Settle in to a table with a view of the harbour, so you can people-watch from behind your designer sunglasses and oggle a few of those expensive boats. Most restaurants have a well-priced set menu at lunchtime that includes 3 courses, wine and bread with both seafood and meat options. We really enjoyed La Minerva (Carrer Moll de Llevant, 87) which has a nice terrace and tried their Arroz, a cross between soup and risotto with rice and seafood in a rich sauce, which is what Menorcan families like to eat on a Sunday.
A wander around the old town streets
After lunch most of the shops will be shut until around 4.30pm, so it’s a good time to wander around the streets of the old town while they are less crowded and admire the mellow stone buildings. Turn your back on the fish market and walk up towards Placa de la Constitucia to see the Town Hall of Mahón with the clock presented by the English Governor, Richard Kane.
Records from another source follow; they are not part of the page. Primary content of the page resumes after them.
//! Command-line argument parsing for the portfolio.
//!
//! Uses clap to parse CLI arguments. Flags given here override the config
//! file.

use crate::config::{Config, StartView};
use clap::Parser;
use std::path::PathBuf;

/// Output format for headless mode.
#[derive(Debug, Clone, Copy, Default, PartialEq, Eq)]
pub enum OutputFormat {
    /// Plain text output of the final screen.
    #[default]
    Text,
    /// JSON output with screen, state, scrollback, and metadata.
    Json,
    /// Frame-by-frame output showing state after each event.
    Frames,
}

impl std::str::FromStr for OutputFormat {
    type Err = String;

    fn from_str(s: &str) -> std::result::Result<Self, Self::Err> {
        match s.to_lowercase().as_str() {
            "text" => Ok(Self::Text),
            "json" => Ok(Self::Json),
            "frames" => Ok(Self::Frames),
            _ => Err(format!(
                "Invalid output format: {s}. Expected: text, json, or frames"
            )),
        }
    }
}

/// CR0M80's portfolio in the terminal: a themed shell and a scrollable page.
#[derive(Parser, Debug)]
#[command(name = "crombo")]
#[command(version, about, long_about = None)]
pub struct Cli {
    /// Config file path
    #[arg(long, value_name = "PATH")]
    pub config: Option<PathBuf>,

    /// View to open on: selector, terminal or gui
    #[arg(long, value_name = "VIEW")]
    pub view: Option<StartView>,

    /// Skip the loading delays between views
    #[arg(long)]
    pub no_loader: bool,

    // === Headless mode options ===
    /// Run in headless mode (no terminal UI, for testing/automation)
    #[arg(long)]
    pub headless: bool,

    /// Comma-separated events to execute in headless mode (e.g., "key:t,type:ls,key:enter")
    #[arg(long, value_name = "EVENTS")]
    pub events: Option<String>,

    /// Path to script file with events (use "-" for stdin)
    #[arg(long, value_name = "PATH")]
    pub script: Option<String>,

    /// Screen size for headless mode (WIDTHxHEIGHT, e.g., "80x24")
    #[arg(long, value_name = "SIZE", default_value = "80x24")]
    pub size: String,

    /// Output format for headless mode
    #[arg(long, value_name = "FORMAT", default_value = "text")]
    pub output: String,

    /// Write output to file instead of stdout
    #[arg(long, value_name = "PATH")]
    pub output_file: Option<PathBuf>,

    /// Stop on first assertion failure
    #[arg(long)]
    pub fail_fast: bool,
}

impl Cli {
    /// Parses command-line arguments.
    pub fn parse_args() -> Self {
        Self::parse()
    }

    /// Returns the config file path to use.
    ///
    /// Uses the --config argument if provided, otherwise the default path.
    pub fn config_path(&self) -> PathBuf {
        self.config.clone().unwrap_or_else(Config::default_path)
    }

    /// Applies flag overrides on top of the loaded config.
    pub fn apply_overrides(&self, config: &mut Config) {
        if let Some(view) = self.view {
            config.ui.start_view = view;
        }
    }

    /// Returns true if headless mode is enabled.
    pub fn is_headless(&self) -> bool {
        self.headless
    }

    /// Parses the screen size from the --size argument.
    /// Returns (width, height) or an error.
    pub fn parse_screen_size(&self) -> std::result::Result<(u16, u16), String> {
        let (width, height) = self.size.split_once('x').ok_or_else(|| {
            format!(
                "Invalid size format: '{}'. Expected WIDTHxHEIGHT (e.g., 80x24)",
                self.size
            )
        })?;
        let width = width
            .parse::<u16>()
            .map_err(|_| format!("Invalid width: '{width}'"))?;
        let height = height
            .parse::<u16>()
            .map_err(|_| format!("Invalid height: '{height}'"))?;
        if width == 0 || height == 0 {
            return Err(format!("Screen size must be non-zero: '{}'", self.size));
        }
        Ok((width, height))
    }

    /// Parses the output format from the --output argument.
    pub fn parse_output_format(&self) -> std::result::Result<OutputFormat, String> {
        self.output.parse()
    }

    /// Validates headless mode arguments.
    /// Returns an error message if validation fails.
    pub fn validate_headless(&self) -> std::result::Result<(), String> {
        if !self.headless {
            return Ok(());
        }

        // Headless mode requires either --events or --script
        if self.events.is_none() && self.script.is_none() {
            return Err("--headless requires --events or --script".to_string());
        }

        self.parse_screen_size()?;
        self.parse_output_format()?;

        Ok(())
    }
}
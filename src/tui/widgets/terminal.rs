//! Terminal window body: scrollback followed by the live prompt.

use crate::shell::{Entry, EntryKind};
use ratatui::{
    buffer::Buffer,
    layout::Rect,
    style::{Color, Modifier, Style},
    text::{Line, Span},
    widgets::{Paragraph, Widget},
};
use unicode_width::UnicodeWidthChar;

/// Text broken into rows by display width.
struct Wrapped {
    rows: Vec<String>,
    /// (row, column) of the cell each char starts in.
    starts: Vec<(usize, usize)>,
    /// Cell just past the last char.
    end: (usize, usize),
}

impl Wrapped {
    /// Splits `text` into rows at most `width` cells wide, keeping spaces. A
    /// wide glyph that would straddle the edge moves to the next row.
    fn new(text: &str, width: usize) -> Self {
        let width = width.max(1);
        let mut rows = vec![String::new()];
        let mut starts = Vec::new();
        let mut col = 0;

        for c in text.chars() {
            let w = c.width().unwrap_or(0);
            if col > 0 && col + w > width {
                rows.push(String::new());
                col = 0;
            }
            starts.push((rows.len() - 1, col));
            if let Some(row) = rows.last_mut() {
                row.push(c);
            }
            col += w;
        }

        let end = (rows.len() - 1, col);
        Self { rows, starts, end }
    }

    /// Cell the cursor occupies when it sits before char `index`.
    fn cursor_at(&self, index: usize, width: usize) -> (usize, usize) {
        match self.starts.get(index) {
            Some(&cell) => cell,
            None if self.end.1 >= width => (self.end.0 + 1, 0),
            None => self.end,
        }
    }
}

fn hard_wrap(text: &str, width: usize) -> Vec<String> {
    Wrapped::new(text, width).rows
}

/// Prompt label style.
fn label_style() -> Style {
    Style::default()
        .fg(Color::Green)
        .add_modifier(Modifier::BOLD)
}

fn entry_style(entry: &Entry) -> Style {
    if entry.is_art() {
        return Style::default().fg(Color::LightGreen);
    }
    match entry.kind {
        EntryKind::Banner => Style::default().fg(Color::Cyan),
        EntryKind::CommandLine => Style::default().fg(Color::White),
        EntryKind::Error => Style::default().fg(Color::Red),
        EntryKind::Normal => Style::default().fg(Color::Gray),
    }
}

/// Laid-out rows of the terminal body plus where the cursor goes.
#[derive(Debug)]
pub struct TerminalLayout {
    pub lines: Vec<Line<'static>>,
    /// Cursor position as (row index into `lines`, column).
    pub cursor: (usize, u16),
}

impl TerminalLayout {
    /// Lays out every entry and the prompt for a body `width` cells wide.
    ///
    /// Art entries are never wrapped; they are clipped at the right edge.
    pub fn build(
        entries: &[Entry],
        label: &str,
        prompt: &str,
        cursor: usize,
        width: u16,
    ) -> Self {
        let width = usize::from(width.max(1));
        let mut lines = Vec::new();

        for entry in entries {
            let style = entry_style(entry);
            let art = entry.is_art();

            for raw in entry.text.split('\n') {
                if art {
                    lines.push(Line::from(Span::styled(raw.to_string(), style)));
                    continue;
                }

                let echo = entry.kind == EntryKind::CommandLine
                    && starts_with_label(raw, label);
                for (i, row) in hard_wrap(raw, width).into_iter().enumerate() {
                    if echo && i == 0 {
                        lines.push(styled_echo(row, label, style));
                    } else {
                        lines.push(Line::from(Span::styled(row, style)));
                    }
                }
            }
        }

        // Prompt: label, a space, then the input, wrapped as one string
        let full = format!("{label} {prompt}");
        let prefix = label.chars().count() + 1;
        let wrapped = Wrapped::new(&full, width);
        let (row_offset, cursor_col) = wrapped.cursor_at(prefix + cursor, width);
        let first_prompt_row = lines.len();
        for (i, row) in wrapped.rows.into_iter().enumerate() {
            if i == 0 {
                lines.push(styled_echo(row, label, Style::default().fg(Color::White)));
            } else {
                lines.push(Line::from(Span::styled(row, Style::default().fg(Color::White))));
            }
        }

        let mut cursor_row = first_prompt_row + row_offset;
        let cursor_col = u16::try_from(cursor_col).unwrap_or(u16::MAX);
        if cursor_row >= lines.len() {
            // Cursor sits just past a full last row
            lines.push(Line::default());
            cursor_row = lines.len() - 1;
        }

        Self {
            lines,
            cursor: (cursor_row, cursor_col),
        }
    }

    /// First row to show so that the bottom of the content is visible,
    /// shifted up by `scroll` rows.
    pub fn first_visible(&self, height: u16, scroll: usize) -> usize {
        let height = usize::from(height);
        let max_start = self.lines.len().saturating_sub(height);
        max_start.saturating_sub(scroll)
    }
}

fn starts_with_label(raw: &str, label: &str) -> bool {
    !label.is_empty() && raw.starts_with(label)
}

fn styled_echo(row: String, label: &str, style: Style) -> Line<'static> {
    match row.strip_prefix(label) {
        Some(rest) if !label.is_empty() => Line::from(vec![
            Span::styled(label.to_string(), label_style()),
            Span::styled(rest.to_string(), style),
        ]),
        _ => Line::from(Span::styled(row, style)),
    }
}

/// Renders a slice of a [`TerminalLayout`].
pub struct TerminalBody<'a> {
    layout: &'a TerminalLayout,
    first: usize,
}

impl<'a> TerminalBody<'a> {
    pub fn new(layout: &'a TerminalLayout, first: usize) -> Self {
        Self { layout, first }
    }
}

impl Widget for TerminalBody<'_> {
    fn render(self, area: Rect, buf: &mut Buffer) {
        let visible: Vec<Line> = self
            .layout
            .lines
            .iter()
            .skip(self.first)
            .take(usize::from(area.height))
            .cloned()
            .collect();
        Paragraph::new(visible).render(area, buf);
    }
}
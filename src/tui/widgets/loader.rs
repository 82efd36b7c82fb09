//! Loading overlay shown while a view switch is in flight.

use ratatui::{
    buffer::Buffer,
    layout::Rect,
    style::{Color, Modifier, Style},
    widgets::{Block, Borders, Clear, Gauge, Widget},
};

const OVERLAY_WIDTH: u16 = 50;
const OVERLAY_HEIGHT: u16 = 3;

/// Centered progress bar over whatever view is underneath.
pub struct LoaderOverlay {
    percent: u8,
}

impl LoaderOverlay {
    pub fn new(percent: u8) -> Self {
        Self {
            percent: percent.min(100),
        }
    }

    /// Rectangle the overlay occupies inside `area`.
    pub fn area(area: Rect) -> Rect {
        let width = OVERLAY_WIDTH.min(area.width);
        let height = OVERLAY_HEIGHT.min(area.height);
        Rect::new(
            area.x + (area.width - width) / 2,
            area.y + (area.height - height) / 2,
            width,
            height,
        )
    }
}

impl Widget for LoaderOverlay {
    fn render(self, area: Rect, buf: &mut Buffer) {
        let overlay = Self::area(area);
        Clear.render(overlay, buf);

        Gauge::default()
            .block(
                Block::default()
                    .borders(Borders::ALL)
                    .border_style(Style::default().fg(Color::Green))
                    .title(" Loading "),
            )
            .gauge_style(
                Style::default()
                    .fg(Color::Green)
                    .bg(Color::Black)
                    .add_modifier(Modifier::BOLD),
            )
            .percent(u16::from(self.percent))
            .render(overlay, buf);
    }
}
//! Event handling for the TUI.
//!
//! Translates crossterm input into the events the application reacts to.

use crate::error::{PortfolioError, Result};
use crossterm::event::{
    self, Event as CrosstermEvent, KeyEvent, KeyEventKind, MouseButton, MouseEvent,
    MouseEventKind,
};
use std::time::Duration;

/// Application events.
#[derive(Debug, Clone, Copy, PartialEq, Eq)]
pub enum Event {
    /// A key was pressed.
    Key(KeyEvent),
    /// Left mouse button pressed at a cell.
    Click { column: u16, row: u16 },
    /// Mouse wheel.
    ScrollUp,
    ScrollDown,
    /// The terminal was resized.
    Resize(u16, u16),
    /// A periodic tick (for animations/updates).
    Tick,
}

impl Event {
    /// Maps a crossterm event. Key releases and unused mouse activity
    /// become `None`.
    pub fn from_crossterm(event: CrosstermEvent) -> Option<Self> {
        match event {
            CrosstermEvent::Key(key) if key.kind != KeyEventKind::Release => Some(Self::Key(key)),
            CrosstermEvent::Mouse(mouse) => Self::from_mouse(mouse),
            CrosstermEvent::Resize(width, height) => Some(Self::Resize(width, height)),
            _ => None,
        }
    }

    fn from_mouse(mouse: MouseEvent) -> Option<Self> {
        match mouse.kind {
            MouseEventKind::Down(MouseButton::Left) => Some(Self::Click {
                column: mouse.column,
                row: mouse.row,
            }),
            MouseEventKind::ScrollUp => Some(Self::ScrollUp),
            MouseEventKind::ScrollDown => Some(Self::ScrollDown),
            _ => None,
        }
    }
}

/// Blocking poll used from `spawn_blocking`.
///
/// Waits up to `tick_rate` for input; returns [`Event::Tick`] on timeout.
pub fn poll(tick_rate: Duration) -> Result<Event> {
    if event::poll(tick_rate)
        .map_err(|e| PortfolioError::terminal(format!("Failed to poll events: {e}")))?
    {
        let event = event::read()
            .map_err(|e| PortfolioError::terminal(format!("Failed to read event: {e}")))?;
        Ok(Event::from_crossterm(event).unwrap_or(Event::Tick))
    } else {
        Ok(Event::Tick)
    }
}

#[cfg(test)]
mod tests {
    use super::*;
    use crossterm::event::{KeyCode, KeyModifiers};

    fn mouse(kind: MouseEventKind) -> CrosstermEvent {
        CrosstermEvent::Mouse(MouseEvent {
            kind,
            column: 4,
            row: 2,
            modifiers: KeyModifiers::NONE,
        })
    }

    #[test]
    fn test_key_press_maps_to_key() {
        let key = KeyEvent::new(KeyCode::Enter, KeyModifiers::NONE);
        assert_eq!(
            Event::from_crossterm(CrosstermEvent::Key(key)),
            Some(Event::Key(key))
        );
    }

    #[test]
    fn test_key_release_is_dropped() {
        let mut key = KeyEvent::new(KeyCode::Enter, KeyModifiers::NONE);
        key.kind = KeyEventKind::Release;
        assert_eq!(Event::from_crossterm(CrosstermEvent::Key(key)), None);
    }

    #[test]
    fn test_left_click() {
        assert_eq!(
            Event::from_crossterm(mouse(MouseEventKind::Down(MouseButton::Left))),
            Some(Event::Click { column: 4, row: 2 })
        );
        assert_eq!(
            Event::from_crossterm(mouse(MouseEventKind::Down(MouseButton::Right))),
            None
        );
        assert_eq!(Event::from_crossterm(mouse(MouseEventKind::Moved)), None);
    }

    #[test]
    fn test_wheel() {
        assert_eq!(
            Event::from_crossterm(mouse(MouseEventKind::ScrollDown)),
            Some(Event::ScrollDown)
        );
    }

    #[test]
    fn test_resize() {
        assert_eq!(
            Event::from_crossterm(CrosstermEvent::Resize(100, 30)),
            Some(Event::Resize(100, 30))
        );
    }
}
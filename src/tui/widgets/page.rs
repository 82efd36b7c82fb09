//! GUI view: navigation bar plus the scrolling portfolio page.

use crate::tui::gui::{GuiState, PageRow, Section};
use ratatui::{
    buffer::Buffer,
    layout::Rect,
    style::{Color, Modifier, Style},
    symbols,
    text::{Line, Span},
    widgets::{LineGauge, Paragraph, Widget},
};

/// Width of the name column in front of a skill gauge.
const SKILL_NAME_WIDTH: u16 = 18;

fn nav_label(index: usize, section: Section) -> String {
    format!(" {} {} ", index + 1, section.title())
}

/// Numbered section links across the top of the GUI view.
pub struct NavBar {
    current: Section,
}

impl NavBar {
    pub fn new(current: Section) -> Self {
        Self { current }
    }

    /// Cells covered by each section link, left to right. Links that do
    /// not fit are dropped.
    pub fn section_areas(area: Rect) -> Vec<(Section, Rect)> {
        let mut x = area.x;
        let mut areas = Vec::new();
        for (i, section) in Section::ALL.into_iter().enumerate() {
            let width = nav_label(i, section).chars().count() as u16;
            if x + width > area.right() {
                break;
            }
            areas.push((section, Rect::new(x, area.y, width, 1)));
            x += width + 1;
        }
        areas
    }
}

impl Widget for NavBar {
    fn render(self, area: Rect, buf: &mut Buffer) {
        if area.height == 0 {
            return;
        }
        let base = Style::default().bg(Color::Black).fg(Color::Gray);
        for x in area.left()..area.right() {
            buf[(x, area.y)].set_style(base);
        }

        for (i, (section, rect)) in Self::section_areas(area).into_iter().enumerate() {
            let style = if section == self.current {
                Style::default()
                    .bg(Color::Green)
                    .fg(Color::Black)
                    .add_modifier(Modifier::BOLD)
            } else {
                base
            };
            buf.set_string(rect.x, rect.y, nav_label(i, section), style);
        }
    }
}

/// The visible slice of the page.
pub struct PageView<'a> {
    gui: &'a GuiState,
    typing: &'a str,
}

impl<'a> PageView<'a> {
    pub fn new(gui: &'a GuiState, typing: &'a str) -> Self {
        Self { gui, typing }
    }
}

impl Widget for PageView<'_> {
    fn render(self, area: Rect, buf: &mut Buffer) {
        let rows = self
            .gui
            .page()
            .rows()
            .iter()
            .skip(self.gui.scroll())
            .take(usize::from(area.height));

        for (offset, row) in rows.enumerate() {
            let line_area = Rect::new(area.x, area.y + offset as u16, area.width, 1);
            render_row(row, self.typing, line_area, buf);
        }
    }
}

fn render_row(row: &PageRow, typing: &str, area: Rect, buf: &mut Buffer) {
    match row {
        PageRow::Blank => {}
        PageRow::Heading(title) => {
            Paragraph::new(Line::from(vec![
                Span::styled("## ", Style::default().fg(Color::DarkGray)),
                Span::styled(
                    *title,
                    Style::default()
                        .fg(Color::Green)
                        .add_modifier(Modifier::BOLD | Modifier::UNDERLINED),
                ),
            ]))
            .render(area, buf);
        }
        PageRow::Subheading(text) => {
            Paragraph::new(Span::styled(
                text.as_str(),
                Style::default().fg(Color::Cyan).add_modifier(Modifier::BOLD),
            ))
            .render(area, buf);
        }
        PageRow::Text(text) => {
            Paragraph::new(Span::styled(text.as_str(), Style::default().fg(Color::Gray)))
                .render(area, buf);
        }
        PageRow::Link { label, url } => {
            Paragraph::new(Line::from(vec![
                Span::styled(format!("{label}: "), Style::default().fg(Color::White)),
                Span::styled(
                    url.as_str(),
                    Style::default()
                        .fg(Color::LightBlue)
                        .add_modifier(Modifier::UNDERLINED),
                ),
            ]))
            .render(area, buf);
        }
        PageRow::SkillBar { name, level } => {
            let name_width = SKILL_NAME_WIDTH.min(area.width);
            buf.set_stringn(
                area.x,
                area.y,
                name,
                usize::from(name_width),
                Style::default().fg(Color::White),
            );
            let gauge_area = Rect {
                x: area.x + name_width,
                width: area.width - name_width,
                ..area
            };
            if gauge_area.width > 0 {
                LineGauge::default()
                    .filled_style(Style::default().fg(Color::Green))
                    .unfilled_style(Style::default().fg(Color::DarkGray))
                    .line_set(symbols::line::THICK)
                    .ratio(f64::from((*level).min(100)) / 100.0)
                    .render(gauge_area, buf);
            }
        }
        PageRow::Typing => {
            Paragraph::new(Line::from(vec![
                Span::styled("> ", Style::default().fg(Color::DarkGray)),
                Span::styled(
                    typing,
                    Style::default()
                        .fg(Color::LightGreen)
                        .add_modifier(Modifier::BOLD),
                ),
                Span::styled(
                    "▌",
                    Style::default()
                        .fg(Color::LightGreen)
                        .add_modifier(Modifier::SLOW_BLINK),
                ),
            ]))
            .render(area, buf);
        }
    }
}
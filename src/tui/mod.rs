//! Terminal User Interface for the portfolio.
//!
//! Provides the main TUI application loop using ratatui and crossterm.

pub mod app;
mod events;
pub mod gui;
pub mod headless;
pub mod rain;
pub mod transition;
pub mod typing;
mod ui;
pub mod widgets;

pub use app::{App, SelectorOption, View};
pub use events::Event;

use crate::config::Config;
use crate::error::{PortfolioError, Result};
use crate::loader::Loader;
use crossterm::{
    event::{DisableMouseCapture, EnableMouseCapture},
    execute,
    terminal::{disable_raw_mode, enable_raw_mode, EnterAlternateScreen, LeaveAlternateScreen},
};
use ratatui::{backend::CrosstermBackend, Terminal};
use std::io::{self, Stdout};
use std::panic;
use std::time::Instant;
use tokio::sync::mpsc;
use tokio::task::JoinHandle;
use tracing::{debug, info, warn};
use transition::AsyncMessage;

/// The main TUI application runner.
pub struct Tui {
    terminal: Terminal<CrosstermBackend<Stdout>>,
}

impl Tui {
    /// Creates a new TUI instance, initializing the terminal.
    pub fn new() -> Result<Self> {
        let terminal = Self::setup_terminal()?;
        Ok(Self { terminal })
    }

    /// Sets up the terminal for TUI rendering.
    fn setup_terminal() -> Result<Terminal<CrosstermBackend<Stdout>>> {
        enable_raw_mode()
            .map_err(|e| PortfolioError::terminal(format!("Failed to enable raw mode: {e}")))?;

        let mut stdout = io::stdout();
        execute!(stdout, EnterAlternateScreen, EnableMouseCapture).map_err(|e| {
            PortfolioError::terminal(format!("Failed to enter alternate screen: {e}"))
        })?;

        let backend = CrosstermBackend::new(stdout);
        let terminal = Terminal::new(backend)
            .map_err(|e| PortfolioError::terminal(format!("Failed to create terminal: {e}")))?;

        Ok(terminal)
    }

    /// Restores the terminal to its original state.
    fn restore_terminal(&mut self) -> Result<()> {
        disable_raw_mode()
            .map_err(|e| PortfolioError::terminal(format!("Failed to disable raw mode: {e}")))?;

        execute!(
            self.terminal.backend_mut(),
            LeaveAlternateScreen,
            DisableMouseCapture
        )
        .map_err(|e| PortfolioError::terminal(format!("Failed to leave alternate screen: {e}")))?;

        self.terminal
            .show_cursor()
            .map_err(|e| PortfolioError::terminal(format!("Failed to show cursor: {e}")))?;

        Ok(())
    }

    /// Runs the application until the user quits.
    pub async fn run(&mut self, config: &Config, loader: Loader) -> Result<()> {
        // Set up panic hook to restore terminal on panic
        let original_hook = panic::take_hook();
        panic::set_hook(Box::new(move |panic_info| {
            let _ = disable_raw_mode();
            let _ = execute!(io::stdout(), LeaveAlternateScreen, DisableMouseCapture);
            original_hook(panic_info);
        }));

        let mut app_state = App::new(config);

        // Channel for loader progress and completion
        let (tx, mut rx) = mpsc::channel::<AsyncMessage>(32);

        let result = self
            .run_event_loop(&mut app_state, config, &loader, tx, &mut rx)
            .await;

        // Restore panic hook
        let _ = panic::take_hook();

        result
    }

    /// The main event loop, separated for cleaner error handling.
    async fn run_event_loop(
        &mut self,
        app_state: &mut App,
        config: &Config,
        loader: &Loader,
        tx: mpsc::Sender<AsyncMessage>,
        rx: &mut mpsc::Receiver<AsyncMessage>,
    ) -> Result<()> {
        let tick_rate = config.ui.tick_rate();
        // Kept across iterations: a loader message must not drop a key the
        // blocking poll already read.
        let mut poll_task: Option<JoinHandle<Result<Event>>> = None;

        loop {
            self.terminal
                .draw(|frame| ui::render(frame, app_state))
                .map_err(|e| PortfolioError::terminal(format!("Failed to draw: {e}")))?;

            if !app_state.running {
                break;
            }

            let task = poll_task.get_or_insert_with(|| {
                tokio::task::spawn_blocking(move || events::poll(tick_rate))
            });

            let polled = tokio::select! {
                // Handle terminal events
                event_result = task => Some(event_result),

                // Handle messages from the loader task
                Some(msg) = rx.recv() => {
                    handle_async_message(msg, app_state);
                    None
                }
            };

            if let Some(event_result) = polled {
                poll_task = None;
                match event_result {
                    Ok(Ok(event)) => app_state.handle_event(event),
                    Ok(Err(e)) => return Err(e),
                    Err(e) => {
                        return Err(PortfolioError::internal(format!(
                            "Event polling task failed: {e}"
                        )))
                    }
                }
            }

            if let Some(to) = app_state.take_transition_request() {
                debug!(?to, "Spawning loader");
                transition::spawn(loader.clone(), to, tx.clone());
            }
        }

        info!("Exiting");
        Ok(())
    }
}

/// Applies a message from the loader task.
pub fn handle_async_message(msg: AsyncMessage, app_state: &mut App) {
    match msg {
        AsyncMessage::LoaderProgress(percent) => app_state.set_loader_progress(percent),
        AsyncMessage::TransitionComplete(to) => {
            if app_state.is_transitioning() {
                app_state.complete_transition(to, Instant::now());
            } else {
                warn!(?to, "Transition completed with no loader running");
            }
        }
    }
}

impl Drop for Tui {
    fn drop(&mut self) {
        let _ = self.restore_terminal();
    }
}

/// Runs the interactive TUI.
pub async fn run_async(config: &Config, loader: Loader) -> Result<()> {
    info!(start_view = ?config.ui.start_view, "Starting TUI");
    let mut tui = Tui::new()?;
    tui.run(config, loader).await
}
In the square is a bar called Boinder, named after the Menorcan term for the overhanging bay windows which you’ll see in many of the older houses around town. They are a legacy of the English, along with sash windows, door latches and highly polished brass door knockers. I have quite a collection of door-knocker photos!
From here follow Carrer Isabel II which runs parallel to the port and look out for the narrow passages between the houses that lead to viewpoints over the port. There are three that I found, the final one being at the end of the street where you’ll reach the Museum of Menorca.
The influence of the British on Mahon
On the right hand side as you walk up Carrer Isabel II is the impressive Governor’s Residence, which was adopted by British Governor Richard Kane in 1722 when he moved the island’s capital from Cuitadella to Mahón. Although Cuitadella had been the ancient capital of the island, he found it too inconvenient to travel back and forth from one end of the island to the other, since the English fleet was based in Mahon.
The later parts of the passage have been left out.